La proposta di Confcommercio prevede che tornino a essere gli enti locali a decidere quando e come i negozi possono aprire. Anche il Movimento 5 Stelle ha presentato un suo disegno di legge ancora più restrittivo: massimo dodici aperture domenicali durante l’anno. Il Pd ha presentato una fumosa bozza di riforma dell’articolo 31, nonostante due anni fa avesse votato compatto l’approvazione della norma sulle liberalizzazioni.
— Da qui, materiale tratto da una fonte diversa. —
//! SM-2 spaced repetition algorithm.
//!
//! Based on SuperMemo 2 with configurable parameters.

use super::{SchedulingResult, SpacedRepetitionAlgorithm};
use crate::types::{CardState, CardStatus, Rating};
use chrono::{DateTime, Duration, Utc};

/// SM-2 algorithm with configurable parameters.
#[derive(Debug, Clone)]
pub struct Sm2 {
    pub initial_ease: f64,
    pub minimum_ease: f64,
    pub easy_bonus: f64,
    pub hard_multiplier: f64,
    pub graduating_interval: f64,
    pub easy_interval: f64,
    /// Grow the interval by the ease factor on Good instead of keeping it.
    pub ease_scaled_good: bool,
}

impl Default for Sm2 {
    fn default() -> Self {
        Self {
            initial_ease: 2.5,
            minimum_ease: 1.3,
            easy_bonus: 1.3,
            hard_multiplier: 1.2,
            graduating_interval: 1.0,
            easy_interval: 4.0,
            ease_scaled_good: false,
        }
    }
}

impl SpacedRepetitionAlgorithm for Sm2 {
    fn name(&self) -> &'static str {
        "sm2"
    }

    fn initial_state(&self) -> CardState {
        CardState {
            status: CardStatus::New,
            interval_days: 0.0,
            ease_factor: self.initial_ease,
            stability: None,
            difficulty: None,
            lapses: 0,
            reviews_count: 0,
            due_date: None,
        }
    }

    fn schedule(&self, state: &CardState, rating: Rating, now: DateTime<Utc>) -> SchedulingResult {
        let (new_status, new_interval, new_ease, new_lapses) = match state.status {
            CardStatus::New | CardStatus::Learning => self.schedule_learning(state, rating),
            CardStatus::Review | CardStatus::Relearning => self.schedule_review(state, rating),
        };

        let next_due = now + Duration::days(new_interval.ceil() as i64);

        SchedulingResult {
            new_state: CardState {
                status: new_status,
                interval_days: new_interval,
                ease_factor: new_ease,
                stability: None,
                difficulty: None,
                lapses: new_lapses,
                reviews_count: state.reviews_count.saturating_add(1),
                due_date: Some(next_due),
            },
            next_due,
        }
    }
}

impl Sm2 {
    /// New and learning cards never record a lapse.
    fn schedule_learning(&self, state: &CardState, rating: Rating) -> (CardStatus, f64, f64, u32) {
        match rating {
            Rating::Easy => (CardStatus::Review, self.easy_interval, state.ease_factor, state.lapses),
            Rating::Good => (
                CardStatus::Review,
                self.graduating_interval,
                state.ease_factor,
                state.lapses,
            ),
            Rating::Again | Rating::Hard => {
                (CardStatus::Learning, 0.0, state.ease_factor, state.lapses)
            }
        }
    }

    fn schedule_review(&self, state: &CardState, rating: Rating) -> (CardStatus, f64, f64, u32) {
        if rating == Rating::Again {
            return (
                CardStatus::Relearning,
                1.0,
                (state.ease_factor - 0.2).max(self.minimum_ease),
                state.lapses.saturating_add(1),
            );
        }

        let (multiplier, ease_adj) = match rating {
            Rating::Hard => (self.hard_multiplier, -0.15),
            Rating::Easy => (state.ease_factor * self.easy_bonus, 0.15),
            _ if self.ease_scaled_good => (state.ease_factor, 0.0),
            _ => (1.0, 0.0),
        };
        let new_interval = (state.interval_days * multiplier).max(1.0);
        let new_ease = (state.ease_factor + ease_adj).max(self.minimum_ease);
        (CardStatus::Review, new_interval, new_ease, state.lapses)
    }
}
Anche gli enti locali danno battaglia: subito dopo il Salva Italia, sette regioni (dal Veneto di Zaia alla Toscana di Enrico Rossi, passando per la Lombardia al tempo ancora guidata da Formigoni) hanno presentato ricorso alla Corte costituzionale. Nonostante la Consulta abbia dato loro torto, gli altri enti locali, Comuni in testa, hanno continuato ad approvare decine di ordinanze che limitano gli orari di apertura, provocando altrettanti ricorsi al Tar da parte dei supermercati. Tra convinzione e convenienza, il fronte di chi si oppone ai negozi sempre aperti continua a crescere: Anci, vescovi, grillini, Lega Nord e Cobas. Eppure la domenica al centro commerciale si fatica a trovare parcheggio.